WHAT TO DO =>
Return only what lies between the first line of the entries and the line containing "policy: &SeatingPolicy) ->", both lines included.

SUPPLIED DATA Start Marker

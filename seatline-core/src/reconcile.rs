use tracing::warn;
use crate::policy::SeatingPolicy;
use crate::seat::{BookingRecord, Passenger, Seat};

/// Expands the sparse booking rows into the full seat map, one entry per
/// seat id from 1 to `policy.total_seats`, ordered by id.
///
/// Rows for seats outside the bus are ignored. When two rows claim the same
/// seat the first one wins, so dirty data never breaks the seat display.
pub fn reconcile(records: &[BookingRecord], policy: &SeatingPolicy) -> Vec<Seat> {
    let total = policy.total_seats as usize;
    let mut slots: Vec<Option<&BookingRecord>> = vec![None; total];

    for record in records {
        let Some(slot) = (record.seat_id as usize)
            .checked_sub(1)
            .and_then(|index| slots.get_mut(index))
        else {
            warn!("Ignoring booking {} for unknown seat {}", record.id, record.seat_id);
            continue;
        };

        if let Some(existing) = *slot {
            warn!(
                "Seat {} has duplicate bookings ({} kept, {} ignored)",
                record.seat_id, existing.id, record.id
            );
        } else {
            *slot = Some(record);
        }
    }

    slots
        .into_iter()
        .zip(1..=policy.total_seats)
        .filter_map(|(slot, id)| {
            policy.position_of(id).map(|position| Seat {
                id,
                position,
                passenger: slot.map(Passenger::from),
            })
        })
        .collect()
}
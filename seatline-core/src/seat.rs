use chrono::{DateTime, Utc};
use serde::{Deserialize, Serialize};
use std::fmt;
use std::str::FromStr;
use uuid::Uuid;

#[derive(Debug, Clone, Copy, PartialEq, Eq, Hash, Serialize, Deserialize)]
#[serde(rename_all = "lowercase")]
pub enum Gender {
    Male,
    Female,
}

impl Gender {
    pub fn as_str(&self) -> &'static str {
        match self {
            Gender::Male => "male",
            Gender::Female => "female",
        }
    }
}

impl fmt::Display for Gender {
    fn fmt(&self, f: &mut fmt::Formatter<'_>) -> fmt::Result {
        f.write_str(self.as_str())
    }
}

#[derive(Debug, Clone, PartialEq, Eq, thiserror::Error)]
#[error("unknown gender: {0}")]
pub struct UnknownGender(pub String);

impl FromStr for Gender {
    type Err = UnknownGender;

    fn from_str(s: &str) -> Result<Self, Self::Err> {
        match s.trim().to_ascii_lowercase().as_str() {
            "male" => Ok(Gender::Male),
            "female" => Ok(Gender::Female),
            other => Err(UnknownGender(other.to_string())),
        }
    }
}

/// Which part of the bus a seat sits in.
#[derive(Debug, Clone, Copy, PartialEq, Eq, Serialize, Deserialize)]
#[serde(rename_all = "lowercase")]
pub enum SeatSide {
    /// Two seats left of the aisle
    Left,
    /// Three seats right of the aisle
    Right,
    /// Full-width bench at the rear
    Back,
}

/// Physical location of a seat, derived from its id.
#[derive(Debug, Clone, Copy, PartialEq, Eq, Serialize, Deserialize)]
pub struct SeatPosition {
    pub row: u32,
    pub side: SeatSide,
    /// 1-based column counted from the left window
    pub column: u32,
}

/// The persisted claim on a seat.
#[derive(Debug, Clone, PartialEq, Serialize, Deserialize)]
#[serde(rename_all = "camelCase")]
pub struct BookingRecord {
    pub id: Uuid,
    pub seat_id: u32,
    pub full_name: String,
    pub registration_no: String,
    pub gender: Gender,
    pub created_at: DateTime<Utc>,
}

/// Passenger details carried by a booked seat. Either all of them are
/// present or the seat is available.
#[derive(Debug, Clone, PartialEq, Serialize, Deserialize)]
#[serde(rename_all = "camelCase")]
pub struct Passenger {
    pub full_name: String,
    pub registration_no: String,
    pub gender: Gender,
    pub booked_at: DateTime<Utc>,
}

impl From<&BookingRecord> for Passenger {
    fn from(record: &BookingRecord) -> Self {
        Self {
            full_name: record.full_name.clone(),
            registration_no: record.registration_no.clone(),
            gender: record.gender,
            booked_at: record.created_at,
        }
    }
}

#[derive(Debug, Clone, PartialEq, Serialize, Deserialize)]
pub struct Seat {
    pub id: u32,
    pub position: SeatPosition,
    pub passenger: Option<Passenger>,
}

impl Seat {
    pub fn is_booked(&self) -> bool {
        self.passenger.is_some()
    }

    pub fn gender(&self) -> Option<Gender> {
        self.passenger.as_ref().map(|p| p.gender)
    }
}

SUPPLIED DATA End Marker

PROBLEM SOLUTION =>
filename seatline-core/src/reconcile.rs
use tracing::warn;
use crate::policy::SeatingPolicy;
use crate::seat::{BookingRecord, Passenger, Seat};

/// Expands the sparse booking rows into the full seat map, one entry per
/// seat id from 1 to `policy.total_seats`, ordered by id.
///
/// Rows for seats outside the bus are ignored. When two rows claim the same
/// seat the first one wins, so dirty data never breaks the seat display.
pub fn reconcile(records: &[BookingRecord], policy: &SeatingPolicy) -> Vec<Seat> {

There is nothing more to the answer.